Following an injury involving a press brake machine, the press brake manufacturer’s chief engineer conducted an investigation and sent his investigation report to the manufacturer’s outside counsel. The engineer discussed the investigation with outside counsel before conducting the investigation.
The injured plaintiff sued and sought production of the investigation report. The manufacturer objected, asserting the work-product doctrine and the attorney–client privilege. The trial court rejected both objections.
One may question the court’s rejection of the attorney–client privilege. The court applied Nevada’s privilege, which protects confidential communications between the “client’s representative and the client’s lawyer.” While there was a factual issue whether the manufacturer or an affiliate company actually employed the engineer, there was no dispute that the engineer was the manufacturer’s representative while conducting the investigation.
Yet, the court relied upon federal common law in making its decision and noted that the Supreme Court’s Upjohn decision “largely turns on the issue of employment.” The Nevada court therefore held the privilege inapplicable because there was some dispute whether the press brake manufacturer employed the engineer.

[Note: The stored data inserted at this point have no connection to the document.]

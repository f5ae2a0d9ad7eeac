//! RPN Units - dimensional analysis and unit conversion
//!
//! Units form an algebra of named exponents. Each unit belongs to a
//! dimension whose signature over the primitive dimensions decides
//! additive compatibility. Conversion factors live in a graph that is
//! built once from sparse seed tables:
//!
//! - reciprocal closure and a transitive fixpoint per signature
//! - `square_`/`cubic_` units for every length unit
//! - SI prefixes (and binary prefixes for information units)
//! - declared nonlinear conversions (temperature scales, dBm)
//!
//! The built system can be persisted as a versioned artifact and
//! reloaded on the next start.

mod artifact;
mod builder;
mod dimension;
mod factor;
mod graph;
mod seed;
mod system;
mod unit;

pub use artifact::FORMAT_VERSION;
pub use builder::{prefixed_name, ConversionGraphBuilder, Prefix, BINARY_PREFIXES, METRIC_PREFIXES};
pub use dimension::{DimensionDefinition, DimensionRegistry};
pub use factor::ConversionFactor;
pub use graph::{ConversionGraph, NonlinearFn};
pub use seed::{standard_builder, standard_nonlinear};
pub use system::{UnitSystem, STANDARD_UNITS};
pub use unit::{PrefixSet, UnitCatalog, UnitDefinition};

#[cfg(test)]
mod tests {
    use super::*;
    use rpn_core::{Measurement, Number, UnitAlgebra};

    fn standard() -> std::sync::Arc<UnitSystem> {
        match &*STANDARD_UNITS {
            Ok(system) => std::sync::Arc::clone(system),
            Err(e) => panic!("standard units failed to build: {}", e),
        }
    }

    #[test]
    fn test_every_prefix_converts_to_its_base() {
        let units = standard();
        for base in ["meter", "gram", "second", "liter", "watt", "joule"] {
            for prefix in METRIC_PREFIXES {
                let name = prefixed_name(prefix.name, base);
                let resolved = units.resolve_unit(&name)
                    .unwrap_or_else(|| panic!("{} is not in the catalog", name));
                let one = Measurement::of_unit(Number::from_i64(1), resolved);
                let converted = units.convert(&one, &UnitAlgebra::unit(base), 50).unwrap();
                assert_eq!(converted.value, ConversionFactor::power_of_ten(prefix.power).to_number(), "{}", name);
            }
        }
    }

    #[test]
    fn test_every_base_unit_is_cataloged() {
        let units = standard();
        for (name, def) in units.dimensions().iter() {
            assert!(units.catalog().contains(&def.base_unit), "{} base {}", name, def.base_unit);
        }
    }

    #[test]
    fn test_closure_is_complete_for_seed_paths() {
        let units = standard();
        let graph = units.graph();
        // seed paths of length up to three and beyond
        for (a, b) in [("league", "inch"), ("furlong", "meter"), ("acre", "hectare"), ("teaspoon", "liter"), ("gross", "unity")] {
            assert!(graph.factor(a, b).is_some(), "{} -> {}", a, b);
            assert!(graph.factor(b, a).is_some(), "{} -> {}", b, a);
        }
    }

    #[test]
    fn test_standard_build_is_deterministic() {
        let first = UnitSystem::standard().unwrap();
        let units = standard();
        assert_eq!(first.catalog(), units.catalog());
        let left: Vec<_> = first.graph().edges().collect();
        let right: Vec<_> = units.graph().edges().collect();
        assert_eq!(left, right);
    }
}
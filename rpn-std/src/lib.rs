//! RPN Standard Library
//!
//! Operator bodies grouped by concern. Each module exposes a `register`
//! function; `load_standard_library` chains them all.

mod args;
pub mod arithmetic;
pub mod constants;
pub mod factor;
pub mod functions;
pub mod generators;
pub mod lists;
pub mod math;
pub mod modifiers;
pub mod units;

pub use factor::{in_memory_factor_cache, open_factor_cache, FACTOR_CACHE_VERSION};

use rpn_plugin::OperatorRegistry;

/// Load standard library into registry
pub fn load_standard_library(registry: OperatorRegistry) -> OperatorRegistry {
    let registry = modifiers::register(registry);
    let registry = arithmetic::register(registry);
    let registry = constants::register(registry);
    let registry = math::register(registry);
    let registry = factor::register(registry);
    let registry = units::register(registry);
    let registry = lists::register(registry);
    let registry = functions::register(registry);
    generators::register(registry)
}

/// Create registry with standard library
pub fn standard_registry() -> OperatorRegistry {
    load_standard_library(OperatorRegistry::new())
}

#[cfg(test)]
mod tests {
    use super::*;
    use rpn_plugin::OperatorKind;

    #[test]
    fn test_standard_registry_contents() {
        let registry = standard_registry();
        for name in ["add", "+", "sqrt", "pi", "factor", "convert", "sum", "eval", "take", "[", "dup_term", "set"] {
            assert!(registry.contains(name), "missing operator {}", name);
        }
        assert_eq!(registry.get("*").map(|d| d.name), Some("multiply"));
    }

    #[test]
    fn test_kinds_and_arities() {
        let registry = standard_registry();
        let kind = |name: &str| registry.get(name).map(|d| (d.kind(), d.arity()));
        assert_eq!(kind("add"), Some((OperatorKind::Regular, 2)));
        assert_eq!(kind("sum"), Some((OperatorKind::List, 1)));
        assert_eq!(kind("eval3"), Some((OperatorKind::Regular, 4)));
        assert_eq!(kind("recurrence"), Some((OperatorKind::List, 3)));
        assert_eq!(kind("pi"), Some((OperatorKind::Regular, 0)));
        assert_eq!(kind("]"), Some((OperatorKind::Modifier, 0)));
    }

    #[test]
    fn test_function_consumers() {
        let registry = standard_registry();
        let consumers: Vec<&str> = registry.names().into_iter()
            .filter(|name| registry.get(name).is_some_and(|d| d.takes_function))
            .collect();
        assert_eq!(consumers, vec![
            "eval", "eval2", "eval3", "filter", "filter_by_index", "recurrence", "unfilter", "unfilter_by_index",
        ]);
    }
}
/// `square_<unit>` / `cubic_<unit>` definition derived from a length unit
fn power_unit(name: &str, def: &UnitDefinition, power: i32) -> (String, UnitDefinition) {
    let (word, abbrev, dimension) = if power == 2 {
        ("square", "sq", "area")
    } else {
        ("cubic", "cu", "volume")
    };

    let derived_name = format!("{}_{}", word, name);
    let mut derived = UnitDefinition::new(&derived_name, dimension)
        .plural(&format!("{}_{}", word, def.plural));
    derived.categories = def.categories.clone();
    derived.aliases.push(format!("{}^{}", name, power));
    derived.aliases.push(format!("{}^{}", def.plural, power));
    if !def.abbreviation.is_empty() {
        derived.abbreviation = format!("{}{}", abbrev, def.abbreviation);
        derived.aliases.push(format!("{}^{}", def.abbreviation, power));
    }
    for alias in &def.aliases {
        derived.aliases.push(format!("{}_{}", word, alias));
    }
    (derived_name, derived)
}

/// Accumulates seeds, then derives the full graph in `build`
pub struct ConversionGraphBuilder {
    dimensions: DimensionRegistry,
    catalog: UnitCatalog,
    seeds: Vec<(String, String, String)>,
    nonlinear: Vec<(String, String, NonlinearFn)>,
}

impl ConversionGraphBuilder {
    pub fn new(dimensions: DimensionRegistry, catalog: UnitCatalog) -> Self {
        Self { dimensions, catalog, seeds: Vec::new(), nonlinear: Vec::new() }
    }

    /// One `from` is worth `factor` of `to`; `factor` is an exact decimal,
    /// scientific or ratio literal
    pub fn seed(&mut self, from: &str, to: &str, factor: &str) -> &mut Self {
        self.seeds.push((from.to_string(), to.to_string(), factor.to_string()));
        self
    }

    /// Declare a nonlinear conversion (one direction)
    pub fn nonlinear(&mut self, from: &str, to: &str, convert: NonlinearFn) -> &mut Self {
        self.nonlinear.push((from.to_string(), to.to_string(), convert));
        self
    }

    pub fn seed_count(&self) -> usize {
        self.seeds.len()
    }

    fn signature_of(&self, unit: &str) -> Result<&UnitAlgebra, RpnError> {
        let dimension = self.catalog.dimension_of(unit)
            .ok_or_else(|| RpnError::UnitBuild(format!("unknown unit '{}'", unit)))?;
        self.dimensions.signature(dimension)
            .ok_or_else(|| RpnError::UnitBuild(format!("unit '{}' has unknown dimension '{}'", unit, dimension)))
    }

    fn validate_catalog(&self) -> Result<(), RpnError> {
        for (name, def) in self.catalog.iter() {
            if !self.dimensions.contains(&def.dimension) {
                return Err(RpnError::UnitBuild(format!(
                    "unit '{}' has unknown dimension '{}'", name, def.dimension
                )));
            }
        }
        for (name, def) in self.dimensions.iter() {
            if !self.catalog.contains(&def.base_unit) {
                return Err(RpnError::UnitBuild(format!(
                    "dimension '{}' has unknown base unit '{}'", name, def.base_unit
                )));
            }
        }
        Ok(())
    }

    fn is_length(&self, unit: &str) -> bool {
        self.catalog.dimension_of(unit) == Some("length")
    }

    /// Step 1: area and volume units for every length unit
    fn synthesize_powers(&mut self) -> usize {
        let lengths: Vec<(String, UnitDefinition)> = self.catalog.iter()
            .filter(|(_, def)| def.dimension == "length")
            .map(|(name, def)| (name.to_string(), def.clone()))
            .collect();

        let mut created = 0;
        for (name, def) in &lengths {
            for power in [2, 3] {
                let (derived_name, derived) = power_unit(name, def, power);
                if self.catalog.insert(&derived_name, derived) {
                    created += 1;
                }
            }
        }
        created
    }

    /// Step 2: seeds and their reciprocals
    fn seed_edges(&self) -> Result<(Vec<(String, String, ConversionFactor)>, EdgeMap), RpnError> {
        let mut parsed = Vec::with_capacity(self.seeds.len());
        let mut edges = EdgeMap::new();

        for (from, to, text) in &self.seeds {
            let factor = ConversionFactor::parse(text)?;
            if factor.is_zero() {
                return Err(RpnError::UnitBuild(format!("zero factor from '{}' to '{}'", from, to)));
            }
            let (from_sig, to_sig) = (self.signature_of(from)?, self.signature_of(to)?);
            if from_sig != to_sig {
                return Err(RpnError::UnitBuild(format!(
                    "seed '{}' -> '{}' joins '{}' and '{}'", from, to, from_sig, to_sig
                )));
            }

            edges.insert(key(to, from), factor.inverse()?);
            edges.insert(key(from, to), factor.clone());
            parsed.push((from.clone(), to.clone(), factor));
        }
        Ok((parsed, edges))
    }

    /// Step 3: squared and cubed seeds between length units
    fn propagate_powers(&self, seeds: &[(String, String, ConversionFactor)], edges: &mut EdgeMap) -> Result<usize, RpnError> {
        let mut added = 0;
        for (from, to, factor) in seeds {
            if !(self.is_length(from) && self.is_length(to)) {
                continue;
            }
            for (word, power) in [("square", 2), ("cubic", 3)] {
                let (from_power, to_power) = (format!("{}_{}", word, from), format!("{}_{}", word, to));
                if insert_derived(edges, &from_power, &to_power, factor.pow(power)?)? {
                    added += 1;
                }
            }
        }
        Ok(added)
    }

    /// Step 4: fixpoint closure inside each group of equal signatures
    fn close(&self, edges: &mut EdgeMap) -> Result<usize, RpnError> {
        let mut groups: BTreeMap<UnitAlgebra, Vec<String>> = BTreeMap::new();
        let connected: Vec<String> = edges.keys()
            .map(|(from, _)| from.clone())
            .collect::<std::collections::BTreeSet<_>>()
            .into_iter()
            .collect();
        for unit in connected {
            let signature = self.signature_of(&unit)?.clone();
            groups.entry(signature).or_default().push(unit);
        }

        let mut total = 0;
        let mut passes = 0;
        loop {
            passes += 1;
            let mut added = 0;
            for units in groups.values() {
                for (i, a) in units.iter().enumerate() {
                    for b in &units[i + 1..] {
                        let Some(a_to_b) = edges.get(&key(a, b)).cloned() else {
                            continue;
                        };
                        for c in units {
                            if c == a || c == b {
                                continue;
                            }
                            let a_to_c = edges.get(&key(a, c)).cloned();
                            let b_to_c = edges.get(&key(b, c)).cloned();
                            let derived = match (a_to_c, b_to_c) {
                                (None, Some(b_to_c)) => insert_derived(edges, a, c, a_to_b.mul(&b_to_c))?,
                                (Some(a_to_c), None) => insert_derived(edges, b, c, a_to_c.checked_div(&a_to_b)?)?,
                                _ => false,
                            };
                            if derived {
                                added += 1;
                            }
                        }
                    }
                }
            }
            total += added;
            if added == 0 {
                break;
            }
        }
        debug!(groups = groups.len(), passes, derived = total, "transitive closure");
        Ok(total)
    }

    /// Step 5: prefixed units
    fn expand_prefixes(&mut self, edges: &mut EdgeMap) -> Result<(usize, usize), RpnError> {
        let candidates: Vec<(String, UnitDefinition)> = self.catalog.iter()
            .filter(|(_, def)| def.prefixes != PrefixSet::None)
            .map(|(name, def)| (name.to_string(), def.clone()))
            .collect();

        let (mut units, mut added) = (0, 0);
        for (base, def) in &candidates {
            let prefixes: Vec<Prefix> = match def.prefixes {
                PrefixSet::Metric => METRIC_PREFIXES.to_vec(),
                PrefixSet::Data => METRIC_PREFIXES.iter()
                    .filter(|p| p.power > 0)
                    .chain(BINARY_PREFIXES.iter())
                    .copied()
                    .collect(),
                PrefixSet::None => Vec::new(),
            };

            for prefix in prefixes {
                let name = prefixed_name(prefix.name, base);
                let mut derived = UnitDefinition::new(&name, &def.dimension)
                    .plural(&prefixed_name(prefix.name, &def.plural));
                derived.categories = def.categories.clone();
                if !def.abbreviation.is_empty() {
                    derived.abbreviation = format!("{}{}", prefix.abbreviation, def.abbreviation);
                }
                let plain = format!("{}{}", prefix.name, base);
                if plain != name {
                    derived.aliases.push(plain);
                }
                derived.aliases.extend(def.aliases.iter().map(|a| format!("{}{}", prefix.name, a)));

                let length = def.dimension == "length";
                if self.catalog.insert(&name, derived.clone()) {
                    units += 1;
                }
                let factor = prefix.factor();
                added += attach(edges, &name, base, &factor)?;

                if length {
                    for (word, power) in [("square", 2), ("cubic", 3)] {
                        let (power_name, power_def) = power_unit(&name, &derived, power);
                        if self.catalog.insert(&power_name, power_def) {
                            units += 1;
                        }
                        let base_power = format!("{}_{}", word, base);
                        added += attach(edges, &power_name, &base_power, &factor.pow(power)?)?;
                    }
                }
            }
        }
        Ok((units, added))
    }

    /// Run every step and freeze the result
    pub fn build(mut self) -> Result<UnitSystem, RpnError> {
        let synthesized = self.synthesize_powers();
        self.validate_catalog()?;
        debug!(units = self.catalog.len(), synthesized, "derived area and volume units");

        let (seeds, mut edges) = self.seed_edges()?;
        debug!(seeds = seeds.len(), edges = edges.len(), "reciprocal closure");

        let propagated = self.propagate_powers(&seeds, &mut edges)?;
        debug!(propagated, "power propagation");

        self.close(&mut edges)?;

        let (prefixed, prefix_edges) = self.expand_prefixes(&mut edges)?;
        debug!(prefixed, edges = prefix_edges, "prefix expansion");

        let mut nonlinear = BTreeMap::new();
        for (from, to, convert) in &self.nonlinear {
            if self.signature_of(from)? != self.signature_of(to)? {
                return Err(RpnError::UnitBuild(format!(
                    "nonlinear conversion '{}' -> '{}' crosses dimensions", from, to
                )));
            }
            nonlinear.insert(key(from, to), *convert);
        }

        debug!(
            dimensions = self.dimensions.len(),
            units = self.catalog.len(),
            aliases = self.catalog.alias_count(),
            edges = edges.len(),
            nonlinear = nonlinear.len(),
            "conversion graph built"
        );
        Ok(UnitSystem::from_parts(self.dimensions, self.catalog, ConversionGraph::new(edges, nonlinear)))
    }
}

The court did not address several decisions finding that the privilege applied to consultants and others considered functional equivalent of employees. See my post regarding a Google case applying the functional equivalent of employee test.
The court similarly rejected the work-product doctrine because there was a factual issue whether the engineer prepared the report in anticipation of litigation. The engineer testified that he spoke with the manufacturer’s outside counsel before conducting the investigation and sent the final report to him. But the court found this factual evidence insufficient to prove the anticipation-of-litigation element.
The manufacturer also asserted the self-critical analysis privilege, but the court gave this privilege virtually no attention, stating simply that it “considered [the manufacturer’s] other arguments and conclude they lack merit.”
The court’s decision lacks a thorough analysis, but, fortunately, the court decided not to publish the opinion, meaning it has no precedential value. Yet, the case is constructive for lawyers and corporations conducting post-accident investigations. The evidence in this case appeared equivocal—but what if the manufacturer’s counsel had directed, in writing, that the engineer conduct the investigation because the company anticipated litigation? And what if the engineer began his investigative report with a statement that he prepared it at the direction of counsel, on behalf of the manufacturer, and for purposes of the manufacturer’s counsel providing legal advice. I suspect the court would have reached a different outcome.